Step Functions is built on two main concepts Tasks and State Machine


All work in the state machine is done by tasks. A task performs work by using an activity or an AWS Lambda function or passing parameters to the API actions of other services.

A state machine is defined using the JSON-based Amazon States Language. When an AWS Step Functions
state machine is created, it stitches the components together and shows the developers their system and
how it is being configured. Have a look at a simple example:



Can you imagine if you had to do it yourself using a Messaging Queue, Istio or App Mesh? It would be a big task,
and that’s without considering the overhead of actually maintaining that component.


It's really great to see what features it provides out of the box. However, it would have been even better if AWS had
added the ability to design it visually rather than through JSON.


How Step Functions works

As discussed earlier, the state machine is a core component of the AWS Step Functions service. It defines communication
between states and how data is passed from one state to another.

State 

A state is referred to by its name, which can be any string but must be unique within the scope of the entire state machine.
It does the following functions:
  • Performs some work in the state machine (a Task state).
  • Makes a choice between branches of execution (a Choice state).
  • Stops execution with failure or success (a Fail or Succeed state).
  • Simply passes its input to its output or injects some fixed data (a Pass state).
  • Provides a delay for a certain amount of time or until a specified time/date (a Wait state).
  • Begins parallel branches of execution (a Parallel state).



 Here is an example of a state definition for Task type:

"States": {
    "FirstState": {
      "Type": "Task",
      "Resource": "arn:aws:lambda:ap-southeast-2:710187714096:function:DivideNumbers",
      "Next": "ChoiceState"
    }


Input and Output Processing

For Step Functions, the input is always passed as a JSON file to the first state. However, it has
to pass through InputPath, ResultPath, and OutputPath before the final output is generated.
The JSON output is then passed to the next state. 


 
source: AWS


InputPath - selects which parts of the JSON input to pass to the task of the Task state (for example, an AWS Lambda function).

ResultPath then selects what combination of the state input and the task result to pass to the output.


OutputPath can filter the JSON output to further limit the information that's passed to the output.

Let's take a look at an example to better understand this in detail:





For Lambda execution, Input is described as JSON like above. That input is bound to the symbol $ and passed
on as the input to the first state in the state machine.

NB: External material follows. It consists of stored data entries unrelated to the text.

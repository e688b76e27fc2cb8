//! API layer - HTTP surface and request pipeline

pub mod error;
pub mod health;
pub mod middleware;
pub mod router;
pub mod routes;
pub mod state;

pub use error::ApiError;
pub use router::{build_router, PipelineError};
pub use state::AppState;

By default, the output of each state would be bound to $ and becomes the input of the next state. Each state,
we have InputPath, ResultPath and OutputPath attributes that filter the input and provide the final output.
In the above scenario, “ExamResults” state is filtering “lambda” node, appending the result of a state execution to
results” node and the final output is just “result” node rather than the whole JSON object: 




Hence, the final output will be:
{
  "math": 80,
  "eng": 93,
  "total": 173
  },


Step Functions can be triggered in four ways :



As I mentioned earlier, Step Functions is not only about Lambda Functions. It has support for several other
Integration Patterns like SQS, DynamoDB, SNS, ECS and many others.


Step Functions use cases

There are many use cases that can be resolved using Step Functions. However, we’ll restrict ourselves to a
few major ones here:

1. Sequence Batch Processing Job

If you have many Batch Jobs to be processed sequentially and need to coordinate the data between those,
this is the best solution. For example, an e-commerce website can first read the product data and the next job
will find out which products are running out of stock soon and then, the third job can send a notification to all the
vendors to expedite the supply process. 

2. Easy Integration with Manual Tasks

If a workflow needs manual approval/intervention, Step Function would be the best solution to coordinate it.
For example, the Employee promotion process - It needs approval from the manager. So the Step function can
send the email using AWS SES service with Approve or Reject link and once receives it, can trigger the next action
using lambda or ECS jobs.

3. Coordinate Container Task in Serverless Workflow

A step function can help to make a decision about how best to process data. Based on the file size, you can decide
to use either lambda, ECS or on-premise activity to optimize the cost and runtime both


Step Functions benefits

  • Retry: Before Step Functions, there was no easy way to retry in the event of a timeout error or runtime error or

any other type of failure. It also provides an exponential backoff feature.

"Retry": [ {
    "ErrorEquals": [ "States.Timeout" ],
    "IntervalSeconds": 3,
    "MaxAttempts": 2,
    "BackoffRate": 1.5
 } ]

  • Error Handling: It provides an easy way of error handling at each state. It can handle several types of errors
a state can throw out, like:

  • States.Timeout - When a Task state cannot finish the job within the TimeoutSeconds or does not send
heartbeat using SendTaskHeartbeat within HeartbeatSeconds value
  • States.TaskFailed - When a Task state fails for any reason.
  • States.Permissions - When a Task state does not have sufficient privileges to call the Lambda/Activity code.
  • States.All - It captures any known error name. 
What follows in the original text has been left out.